One of the things I wanted to accomplish before really returning to work in earnest was to print some of our honeymoon photos and get them into an album. This project has taken far longer than expected as I find myself daydreaming about the craggy streets of Naples and meeting up with our friends Mataio and Jessica for a late night slice of pizza which we ate sitting on the sidewalk before embarking on an aimless but wonderful stroll of the city. There are photos of our balcony by the sea, most with tanned limbs, sandy sandals and a Campari and soda gracing the periphery of the frame. There was the little grocery store up the hill from our apartment on the Amalfi Coast that had the sweetest, tiniest strawberries and the best yogurt in little glass jars.
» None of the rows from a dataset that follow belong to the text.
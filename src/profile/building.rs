//! Building load synthesis: hourly series from annual totals.
//!
//! Each occupancy class carries an hourly weight curve, a weekend multiplier
//! and a monthly curve (simplified from grid-operator standard profiles).
//! Allocation is normalized in two passes so the series sums exactly to the
//! annual inputs, for any curve shape and any year length.

use chrono::{Datelike, NaiveDateTime, Timelike};

use crate::catalog::{BuildingType, OccupancyClass};
use crate::series;

/// One synthesized hour of building energy flows.
#[derive(Debug, Clone, Copy)]
pub struct EnergyPoint {
    pub timestamp: NaiveDateTime,
    /// Electricity drawn from the grid this hour (kWh).
    pub offtake_kwh: f64,
    /// Solar electricity exported this hour (kWh).
    pub feed_in_kwh: f64,
    /// Gas burned this hour (m³). Informational for profile display only;
    /// downstream stages keep using the annual metered figure.
    pub gas_m3: f64,
}

/// Weight curves for one occupancy class.
struct OccupancyWeights {
    hourly: [f64; 24],
    weekend_factor: f64,
    monthly: [f64; 12],
}

static RESIDENTIAL: OccupancyWeights = OccupancyWeights {
    hourly: [
        0.02, 0.02, 0.02, 0.02, 0.02, 0.03, // night
        0.05, 0.07, 0.06, 0.04, 0.03, 0.03, // morning
        0.04, 0.03, 0.03, 0.03, 0.04, 0.06, // afternoon
        0.08, 0.09, 0.08, 0.06, 0.04, 0.03, // evening
    ],
    weekend_factor: 1.1,
    monthly: [1.15, 1.10, 1.05, 0.95, 0.85, 0.80, 0.75, 0.80, 0.90, 1.00, 1.10, 1.20],
};

static OFFICE: OccupancyWeights = OccupancyWeights {
    hourly: [
        0.01, 0.01, 0.01, 0.01, 0.01, 0.02, //
        0.04, 0.08, 0.10, 0.10, 0.10, 0.08, //
        0.08, 0.10, 0.10, 0.10, 0.08, 0.04, //
        0.02, 0.01, 0.01, 0.01, 0.01, 0.01,
    ],
    weekend_factor: 0.2,
    monthly: [1.10, 1.05, 1.00, 0.95, 0.90, 0.85, 0.85, 0.90, 0.95, 1.00, 1.05, 1.10],
};

static HEALTHCARE: OccupancyWeights = OccupancyWeights {
    hourly: [
        0.03, 0.03, 0.03, 0.03, 0.03, 0.04, //
        0.05, 0.06, 0.06, 0.05, 0.05, 0.04, //
        0.04, 0.04, 0.04, 0.04, 0.05, 0.05, //
        0.05, 0.05, 0.04, 0.04, 0.03, 0.03,
    ],
    weekend_factor: 0.9,
    monthly: [1.05, 1.03, 1.00, 0.98, 0.95, 0.93, 0.92, 0.93, 0.96, 1.00, 1.03, 1.05],
};

static HEALTHCARE_24H: OccupancyWeights = OccupancyWeights {
    hourly: [
        0.04, 0.04, 0.04, 0.04, 0.04, 0.04, //
        0.04, 0.05, 0.05, 0.05, 0.04, 0.04, //
        0.04, 0.04, 0.04, 0.04, 0.04, 0.04, //
        0.04, 0.04, 0.04, 0.04, 0.04, 0.04,
    ],
    weekend_factor: 1.0,
    monthly: [1.02, 1.01, 1.00, 0.99, 0.98, 0.97, 0.97, 0.98, 0.99, 1.00, 1.01, 1.02],
};

static HOSPITALITY: OccupancyWeights = OccupancyWeights {
    hourly: [
        0.02, 0.02, 0.02, 0.02, 0.02, 0.03, //
        0.05, 0.08, 0.06, 0.04, 0.03, 0.04, //
        0.05, 0.04, 0.04, 0.04, 0.05, 0.06, //
        0.07, 0.08, 0.07, 0.05, 0.04, 0.03,
    ],
    weekend_factor: 1.3,
    monthly: [0.90, 0.85, 0.95, 1.00, 1.10, 1.15, 1.20, 1.15, 1.05, 0.95, 0.90, 0.95],
};

static SCHOOL: OccupancyWeights = OccupancyWeights {
    hourly: [
        0.01, 0.01, 0.01, 0.01, 0.01, 0.02, //
        0.04, 0.08, 0.12, 0.12, 0.10, 0.08, //
        0.08, 0.10, 0.10, 0.08, 0.04, 0.02, //
        0.01, 0.01, 0.01, 0.01, 0.01, 0.01,
    ],
    weekend_factor: 0.1,
    // Summer holidays nearly empty the building.
    monthly: [1.15, 1.10, 1.05, 1.00, 0.95, 0.20, 0.10, 0.20, 0.95, 1.05, 1.10, 1.15],
};

static SPORTS: OccupancyWeights = OccupancyWeights {
    hourly: [
        0.01, 0.01, 0.01, 0.01, 0.01, 0.02, //
        0.03, 0.04, 0.05, 0.06, 0.06, 0.05, //
        0.05, 0.05, 0.05, 0.06, 0.07, 0.08, //
        0.09, 0.08, 0.06, 0.04, 0.02, 0.01,
    ],
    weekend_factor: 1.5,
    monthly: [1.10, 1.05, 1.00, 0.95, 0.90, 0.85, 0.80, 0.85, 1.00, 1.05, 1.10, 1.15],
};

/// Gas heating weights, shaped by heating degree days; independent of the
/// building's occupancy class.
static GAS_HEATING_HOURLY: [f64; 24] = [
    0.03, 0.02, 0.02, 0.02, 0.02, 0.04, //
    0.06, 0.07, 0.05, 0.04, 0.04, 0.04, //
    0.04, 0.04, 0.04, 0.04, 0.05, 0.06, //
    0.06, 0.05, 0.05, 0.04, 0.04, 0.03,
];
static GAS_HEATING_MONTHLY: [f64; 12] =
    [0.18, 0.15, 0.12, 0.06, 0.02, 0.01, 0.00, 0.00, 0.02, 0.08, 0.14, 0.18];

/// Solar generation weights (irradiance bell curve).
static SOLAR_HOURLY: [f64; 24] = [
    0.00, 0.00, 0.00, 0.00, 0.00, 0.01, //
    0.03, 0.07, 0.11, 0.14, 0.15, 0.15, //
    0.14, 0.11, 0.07, 0.03, 0.01, 0.00, //
    0.00, 0.00, 0.00, 0.00, 0.00, 0.00,
];
static SOLAR_MONTHLY: [f64; 12] =
    [0.03, 0.05, 0.08, 0.11, 0.13, 0.14, 0.14, 0.12, 0.10, 0.06, 0.03, 0.02];

fn class_weights(class: OccupancyClass) -> &'static OccupancyWeights {
    match class {
        OccupancyClass::Residential => &RESIDENTIAL,
        OccupancyClass::Office => &OFFICE,
        OccupancyClass::Healthcare => &HEALTHCARE,
        OccupancyClass::Healthcare24h => &HEALTHCARE_24H,
        OccupancyClass::Hospitality => &HOSPITALITY,
        OccupancyClass::School => &SCHOOL,
        OccupancyClass::Sports => &SPORTS,
    }
}

fn hour_weights(weights: &OccupancyWeights, ts: NaiveDateTime) -> (f64, f64, f64) {
    let month = (ts.month() - 1) as usize;
    let hour = ts.hour() as usize;
    let weekend = series::is_weekend(ts);

    let electricity = weights.hourly[hour]
        * weights.monthly[month]
        * if weekend { weights.weekend_factor } else { 1.0 };
    let gas = GAS_HEATING_HOURLY[hour] * GAS_HEATING_MONTHLY[month];
    let solar = SOLAR_HOURLY[hour] * SOLAR_MONTHLY[month];

    (electricity, gas, solar)
}

/// Synthesizes the hourly building series for one calendar year.
///
/// The returned series sums to the annual inputs within floating-point
/// tolerance: pass one accumulates total weights per stream, pass two
/// allocates `yearly_total × weight / total_weight` to each hour.
pub fn generate_building_profile(
    building: &BuildingType,
    yearly_offtake_kwh: f64,
    yearly_feed_in_kwh: f64,
    yearly_gas_m3: f64,
    year: i32,
) -> Vec<EnergyPoint> {
    let weights = class_weights(building.occupancy);

    let mut total_electricity = 0.0;
    let mut total_gas = 0.0;
    let mut total_solar = 0.0;
    for ts in series::year_hours(year) {
        let (e, g, s) = hour_weights(weights, ts);
        total_electricity += e;
        total_gas += g;
        total_solar += s;
    }

    let mut points = Vec::with_capacity(series::hours_in_year(year));
    for ts in series::year_hours(year) {
        let (e, g, s) = hour_weights(weights, ts);
        points.push(EnergyPoint {
            timestamp: ts,
            offtake_kwh: if total_electricity > 0.0 {
                yearly_offtake_kwh * e / total_electricity
            } else {
                0.0
            },
            feed_in_kwh: if total_solar > 0.0 {
                yearly_feed_in_kwh * s / total_solar
            } else {
                0.0
            },
            gas_m3: if total_gas > 0.0 {
                yearly_gas_m3 * g / total_gas
            } else {
                0.0
            },
        });
    }

    points
}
Tomatoes drying in the sun, Aperol spritzes and salty peanuts before dinner at the bar across from the church square where all the neighborhood kids played kickball. As I sit here typing this now, photos remain scattered on my desk and it's likely they may not make it into the proper slots in the album anytime soon. Of course, they have me dreaming of sunshine and long days with little agenda, but they also have me thinking about the simplicity of our meals in Italy and how truly easy it was to eat well. Coincidentally, a few days ago Rachel Roddy's lusty new cookbook (can we call it lusty?!), My Kitchen in Rome, arrived at our doorstep. Clearly it was time to set the photos aside and get into the kitchen.
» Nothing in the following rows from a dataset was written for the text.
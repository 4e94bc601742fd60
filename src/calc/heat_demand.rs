//! Annual heat demand estimation from metered gas consumption.

use std::fmt;

use crate::catalog::BuildingType;
use crate::config::Scenario;

/// Energy content of natural gas (kWh per m³, Groningen quality average).
pub const GAS_ENERGY_CONTENT_KWH_PER_M3: f64 = 9.769;

/// Efficiency of the existing gas boiler.
pub const BOILER_EFFICIENCY: f64 = 0.90;

/// Equivalent full-load heating hours for the Dutch climate.
pub const FULL_LOAD_HOURS: f64 = 1800.0;

/// Current annual energy costs at the contracted tariffs.
#[derive(Debug, Clone, Copy)]
pub struct CurrentCosts {
    pub gas_eur: f64,
    /// Net electricity cost; can be negative for net producers.
    pub electricity_eur: f64,
    /// Gas plus electricity, with negative electricity floored to zero
    /// (net producers are not paid in the current-state baseline).
    pub total_eur: f64,
}

/// Annual heat demand derived from gas consumption and building factors.
///
/// A pure function of the scenario inputs; recomputed in full whenever any
/// input changes.
#[derive(Debug, Clone, Copy)]
pub struct HeatDemand {
    pub total_heat_kwh: f64,
    pub space_heating_kwh: f64,
    pub space_heating_percent: f64,
    pub hot_water_kwh: f64,
    pub hot_water_percent: f64,
    /// Peak thermal power via the full-load-hours method (kW).
    pub required_power_kw: f64,
    pub current_costs: CurrentCosts,
}

/// Derives the heat demand for a scenario.
///
/// `building` must be the scenario's resolved building type; the caller
/// validates the scenario first.
pub fn heat_demand(scenario: &Scenario, building: &BuildingType) -> HeatDemand {
    // Useful heat delivered by the boiler from the metered gas volume.
    let total_heat_kwh =
        scenario.energy.gas_m3 * GAS_ENERGY_CONTENT_KWH_PER_M3 * BOILER_EFFICIENCY;

    let hot_water_percent = building.hot_water_percent;
    let space_heating_percent = 100.0 - hot_water_percent;
    let hot_water_kwh = total_heat_kwh * hot_water_percent / 100.0;
    let space_heating_kwh = total_heat_kwh - hot_water_kwh;

    let required_power_kw = space_heating_kwh / FULL_LOAD_HOURS;

    let gas_eur = scenario.energy.gas_m3 * scenario.prices.gas_eur_per_m3;
    let electricity_eur = (scenario.energy.electricity_offtake_kwh
        - scenario.energy.electricity_feed_in_kwh)
        * scenario.prices.electricity_eur_per_kwh;
    let total_eur = gas_eur + electricity_eur.max(0.0);

    HeatDemand {
        total_heat_kwh,
        space_heating_kwh,
        space_heating_percent,
        hot_water_kwh,
        hot_water_percent,
        required_power_kw,
        current_costs: CurrentCosts {
            gas_eur,
            electricity_eur,
            total_eur,
        },
    }
}

/// Default domestic-hot-water demand (liters/day) for a building type and
/// unit count. Used to pre-fill the scenario; not a constraint.
pub fn default_dhw_liters(building: &BuildingType, units: u32) -> f64 {
    building.default_dhw_liters_per_unit * f64::from(units)
}

/// Annual heat demand (kWh) to supply `liters_per_day` of domestic hot water.
///
/// Q = m · c · ΔT with c = 4.186 kJ/kg·K and a 45 K rise (10 °C to 55 °C).
pub fn dhw_heat_demand_kwh(liters_per_day: f64) -> f64 {
    const SPECIFIC_HEAT_KJ_PER_KG_K: f64 = 4.186;
    const DELTA_T_K: f64 = 45.0;
    const KJ_PER_KWH: f64 = 3600.0;

    let daily_kwh = liters_per_day * SPECIFIC_HEAT_KJ_PER_KG_K * DELTA_T_K / KJ_PER_KWH;
    daily_kwh * 365.0
}

impl fmt::Display for HeatDemand {
    fn fmt(&self, f: &mut fmt::Formatter<'_>) -> fmt::Result {
        writeln!(f, "--- Heat Demand ---")?;
        writeln!(f, "Total heat demand:     {:.0} kWh", self.total_heat_kwh)?;
        writeln!(
            f,
            "Space heating:         {:.0} kWh ({:.0}%)",
            self.space_heating_kwh, self.space_heating_percent
        )?;
        writeln!(
            f,
            "Hot water:             {:.0} kWh ({:.0}%)",
            self.hot_water_kwh, self.hot_water_percent
        )?;
        writeln!(f, "Required peak power:   {:.1} kW", self.required_power_kw)?;
        write!(
            f,
            "Current annual cost:   {:.2} EUR (gas {:.2}, electricity {:.2})",
            self.current_costs.total_eur,
            self.current_costs.gas_eur,
            self.current_costs.electricity_eur
        )
    }
}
And suddenly, it's fall. I find that realization always comes not so much with the dates on the calendar as it does the leaves on the ground, the first crank of the heat in the morning, the dusky light on the way home from an evening run. Because we were gone on the train for nearly a week, I feel like fall happened here in Seattle during that very time. I left town eating tomatoes and corn and returned to find squashes and pumpkins in the market. It was that quick. And so, it only seemed fitting that I make this soup, one that has graced the fall table of each and every apartment (and now house) I've ever lived. In fact, I'm surprised that I hadn't yet made it for you here, and delighted to share it with you today.